The flowcharts and block diagrams in the figures illustrate the architecture, functionality, and operation of possible implementations of systems, methods, and computer program products according to various aspects of the present disclosure. In this regard, each block in the flowchart or block diagrams may represent a module, segment, or portion of code, which comprises one or more executable instructions for implementing the specified logical function(s). It should also be noted that, in some alternative implementations, the functions noted in the block may occur out of the order noted in the figures. For example, two blocks shown in succession may, in fact, be executed substantially concurrently, or the blocks may sometimes be executed in the reverse order, depending upon the functionality involved. It will also be noted that each block of the block diagrams and/or flowchart illustration, and combinations of blocks in the block diagrams and/or flowchart illustration, can be implemented by special purpose hardware-based systems that perform the specified functions or acts, or combinations of special purpose hardware and computer instructions.
It should also be noted that in some alternate implementations, the functions/acts noted in the blocks may occur out of the order noted in the flowcharts. For example, two blocks shown in succession may in fact be executed substantially concurrently or the blocks may sometimes be executed in the reverse order, depending upon the functionality/acts involved. Moreover, the functionality of a given block of the flowcharts and/or block diagrams may be separated into multiple blocks and/or the functionality of two or more blocks of the flowcharts and/or block diagrams may be at least partially integrated. Finally, other blocks may be added/inserted between the blocks that are illustrated.

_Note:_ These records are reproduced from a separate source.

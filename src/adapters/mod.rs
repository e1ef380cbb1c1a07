// Adapters layer: concrete implementations of the ports for a headless CLI
// run — local filesystem storage, a fixed-path stand-in for the save dialog
// and a tracing-backed notifier.

use crate::domain::ports::{ExportPrompt, Notifier, Storage};
use crate::utils::error::Result;
use std::path::{Path, PathBuf};
use tokio::fs;

#[derive(Debug, Clone, Default)]
pub struct LocalStorage;

impl LocalStorage {
    pub fn new() -> Self {
        Self
    }
}

impl Storage for LocalStorage {
    async fn read_file(&self, path: &Path) -> Result<Vec<u8>> {
        let data = fs::read(path).await?;
        Ok(data)
    }

    async fn write_file(&self, path: &Path, data: &[u8]) -> Result<()> {
        if let Some(parent) = path.parent() {
            if !parent.as_os_str().is_empty() {
                fs::create_dir_all(parent).await?;
            }
        }

        fs::write(path, data).await?;
        Ok(())
    }
}

/// The CLI has no dialog to show; the export path was already chosen via
/// flags or config file.
#[derive(Debug, Clone)]
pub struct FixedPrompt {
    path: PathBuf,
}

impl FixedPrompt {
    pub fn new(path: PathBuf) -> Self {
        Self { path }
    }
}

impl ExportPrompt for FixedPrompt {
    fn choose_export_path(&self) -> Option<PathBuf> {
        Some(self.path.clone())
    }
}

/// Routes user-facing messages to the log.
#[derive(Debug, Clone, Default)]
pub struct TracingNotifier;

impl Notifier for TracingNotifier {
    fn report_error(&self, message: &str) {
        tracing::error!("{}", message);
    }

    fn report_info(&self, message: &str) {
        tracing::info!("{}", message);
    }
}

#[cfg(test)]
mod tests {
    use super::*;

    #[tokio::test]
    async fn local_storage_round_trips_a_file() {
        let dir = tempfile::tempdir().unwrap();
        let path = dir.path().join("nested/MatchRules.vmr");
        let storage = LocalStorage::new();

        storage.write_file(&path, b"<ModelMatchRuleSet/>").await.unwrap();
        let data = storage.read_file(&path).await.unwrap();

        assert_eq!(data, b"<ModelMatchRuleSet/>");
    }

    #[tokio::test]
    async fn reading_a_missing_file_fails() {
        let storage = LocalStorage::new();

        assert!(storage.read_file(Path::new("no/such/file")).await.is_err());
    }

    #[test]
    fn fixed_prompt_always_returns_its_path() {
        let prompt = FixedPrompt::new(PathBuf::from("out.vmr"));

        assert_eq!(prompt.choose_export_path(), Some(PathBuf::from("out.vmr")));
    }
}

Moreover, although some of the diagrams include arrows on communication paths to show a primary direction of communication, it is to be understood that communication may occur in the opposite direction to the depicted arrows.
Many different embodiments have been disclosed herein, in connection with the above description and the drawings. It will be understood that it would be unduly repetitious and obfuscating to literally describe and illustrate every combination and subcombination of these embodiments. Accordingly, the present specification, including the drawings, shall be construed to constitute a complete written description of various example combinations and subcombinations of embodiments and of the manner and process of making and using them, and shall support claims to any such combination or subcombination. Many variations and modifications can be made to the embodiments without substantially departing from the principles described herein. All such variations and modifications are intended to be included herein within the scope of the embodiments of the present invention.